▶ _Task brief_
Find the line with "use bookshelf_api::state::AppState;" in the entries below. Repeat it, every following line, and the line with "Build the full", exactly and with nothing added.

▶ _The records_
════════
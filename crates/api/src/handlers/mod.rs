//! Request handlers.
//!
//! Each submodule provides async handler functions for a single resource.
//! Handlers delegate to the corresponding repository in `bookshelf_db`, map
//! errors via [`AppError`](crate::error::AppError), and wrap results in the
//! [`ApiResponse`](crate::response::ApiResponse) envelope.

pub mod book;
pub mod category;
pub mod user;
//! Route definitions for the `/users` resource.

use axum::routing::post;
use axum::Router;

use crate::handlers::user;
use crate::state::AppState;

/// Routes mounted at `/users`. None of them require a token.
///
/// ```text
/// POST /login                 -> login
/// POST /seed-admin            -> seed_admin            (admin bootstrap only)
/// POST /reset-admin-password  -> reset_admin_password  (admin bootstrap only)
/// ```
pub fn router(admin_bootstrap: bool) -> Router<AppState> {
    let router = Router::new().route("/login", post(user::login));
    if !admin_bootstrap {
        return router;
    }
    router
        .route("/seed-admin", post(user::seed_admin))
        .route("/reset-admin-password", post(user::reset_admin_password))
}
════════
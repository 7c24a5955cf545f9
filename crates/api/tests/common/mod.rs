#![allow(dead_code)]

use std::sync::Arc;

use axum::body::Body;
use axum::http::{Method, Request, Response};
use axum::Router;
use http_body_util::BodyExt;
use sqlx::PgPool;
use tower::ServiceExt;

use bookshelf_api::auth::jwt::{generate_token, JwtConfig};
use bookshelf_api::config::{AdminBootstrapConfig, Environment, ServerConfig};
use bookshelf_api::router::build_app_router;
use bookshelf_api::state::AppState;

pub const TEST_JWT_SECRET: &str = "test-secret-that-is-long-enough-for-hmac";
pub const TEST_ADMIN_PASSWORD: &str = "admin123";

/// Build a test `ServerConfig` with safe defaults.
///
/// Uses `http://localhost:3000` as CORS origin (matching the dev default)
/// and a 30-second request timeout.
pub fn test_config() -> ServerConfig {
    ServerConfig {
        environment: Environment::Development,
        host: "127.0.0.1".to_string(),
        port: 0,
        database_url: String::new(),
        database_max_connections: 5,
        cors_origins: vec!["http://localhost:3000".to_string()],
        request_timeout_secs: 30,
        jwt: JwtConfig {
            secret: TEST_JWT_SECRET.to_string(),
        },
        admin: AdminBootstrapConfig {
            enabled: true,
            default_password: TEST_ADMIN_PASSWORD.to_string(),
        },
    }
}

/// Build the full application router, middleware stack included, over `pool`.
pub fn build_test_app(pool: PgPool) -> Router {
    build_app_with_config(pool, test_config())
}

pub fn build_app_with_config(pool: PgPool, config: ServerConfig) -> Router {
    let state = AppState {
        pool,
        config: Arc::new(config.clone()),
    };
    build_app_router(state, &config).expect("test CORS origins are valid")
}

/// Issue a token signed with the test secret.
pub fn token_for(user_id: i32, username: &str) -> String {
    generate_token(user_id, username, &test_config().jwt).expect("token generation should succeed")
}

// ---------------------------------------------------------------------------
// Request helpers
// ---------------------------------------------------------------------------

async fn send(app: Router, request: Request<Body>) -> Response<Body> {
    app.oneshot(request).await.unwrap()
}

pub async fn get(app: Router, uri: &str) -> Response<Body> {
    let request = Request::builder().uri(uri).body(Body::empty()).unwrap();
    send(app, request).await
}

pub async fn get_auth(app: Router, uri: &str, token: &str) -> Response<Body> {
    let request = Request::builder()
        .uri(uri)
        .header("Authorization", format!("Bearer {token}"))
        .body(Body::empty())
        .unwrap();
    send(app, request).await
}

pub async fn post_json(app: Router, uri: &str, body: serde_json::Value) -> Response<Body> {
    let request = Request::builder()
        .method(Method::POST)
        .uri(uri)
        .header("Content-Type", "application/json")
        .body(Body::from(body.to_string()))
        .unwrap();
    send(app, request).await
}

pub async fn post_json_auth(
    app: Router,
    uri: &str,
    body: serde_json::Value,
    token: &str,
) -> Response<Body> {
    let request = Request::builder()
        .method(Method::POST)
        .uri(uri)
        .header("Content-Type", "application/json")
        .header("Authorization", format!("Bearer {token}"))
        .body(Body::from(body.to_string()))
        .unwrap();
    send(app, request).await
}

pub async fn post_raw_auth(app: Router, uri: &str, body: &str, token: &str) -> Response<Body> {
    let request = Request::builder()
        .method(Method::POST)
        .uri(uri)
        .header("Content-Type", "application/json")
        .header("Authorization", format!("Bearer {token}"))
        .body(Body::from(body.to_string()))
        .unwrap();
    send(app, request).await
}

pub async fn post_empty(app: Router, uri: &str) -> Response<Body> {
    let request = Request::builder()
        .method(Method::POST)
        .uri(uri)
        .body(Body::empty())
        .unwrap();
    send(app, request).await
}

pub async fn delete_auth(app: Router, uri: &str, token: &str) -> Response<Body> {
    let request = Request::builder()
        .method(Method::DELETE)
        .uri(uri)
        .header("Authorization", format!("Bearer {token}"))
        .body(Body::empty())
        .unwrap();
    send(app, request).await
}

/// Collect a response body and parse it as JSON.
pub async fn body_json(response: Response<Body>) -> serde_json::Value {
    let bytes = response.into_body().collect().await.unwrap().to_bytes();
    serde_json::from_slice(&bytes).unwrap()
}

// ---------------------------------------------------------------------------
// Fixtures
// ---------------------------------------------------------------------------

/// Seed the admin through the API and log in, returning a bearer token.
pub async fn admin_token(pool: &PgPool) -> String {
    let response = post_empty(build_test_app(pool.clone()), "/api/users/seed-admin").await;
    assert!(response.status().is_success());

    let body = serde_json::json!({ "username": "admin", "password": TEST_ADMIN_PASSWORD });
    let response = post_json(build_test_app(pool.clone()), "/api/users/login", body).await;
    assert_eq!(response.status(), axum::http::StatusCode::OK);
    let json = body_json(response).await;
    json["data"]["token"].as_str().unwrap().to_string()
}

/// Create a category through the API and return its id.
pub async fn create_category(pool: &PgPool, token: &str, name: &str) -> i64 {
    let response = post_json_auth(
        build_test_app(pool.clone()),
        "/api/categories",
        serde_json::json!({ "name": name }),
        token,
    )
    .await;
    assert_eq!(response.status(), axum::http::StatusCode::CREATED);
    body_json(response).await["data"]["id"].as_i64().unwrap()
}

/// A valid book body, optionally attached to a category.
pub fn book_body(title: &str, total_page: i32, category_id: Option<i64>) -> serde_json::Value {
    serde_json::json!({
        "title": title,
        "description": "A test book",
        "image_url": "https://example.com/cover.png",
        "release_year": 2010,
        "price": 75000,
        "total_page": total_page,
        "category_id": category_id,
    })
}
════════
▶ _Task solution_
use bookshelf_api::state::AppState;

pub const TEST_JWT_SECRET: &str = "test-secret-that-is-long-enough-for-hmac";
pub const TEST_ADMIN_PASSWORD: &str = "admin123";

/// Build a test `ServerConfig` with safe defaults.
///
/// Uses `http://localhost:3000` as CORS origin (matching the dev default)
/// and a 30-second request timeout.
pub fn test_config() -> ServerConfig {
    ServerConfig {
        environment: Environment::Development,
        host: "127.0.0.1".to_string(),
        port: 0,
        database_url: String::new(),
        database_max_connections: 5,
        cors_origins: vec!["http://localhost:3000".to_string()],
        request_timeout_secs: 30,
        jwt: JwtConfig {
            secret: TEST_JWT_SECRET.to_string(),
        },
        admin: AdminBootstrapConfig {
            enabled: true,
            default_password: TEST_ADMIN_PASSWORD.to_string(),
        },
    }
}

/// Build the full application router, middleware stack included, over `pool`.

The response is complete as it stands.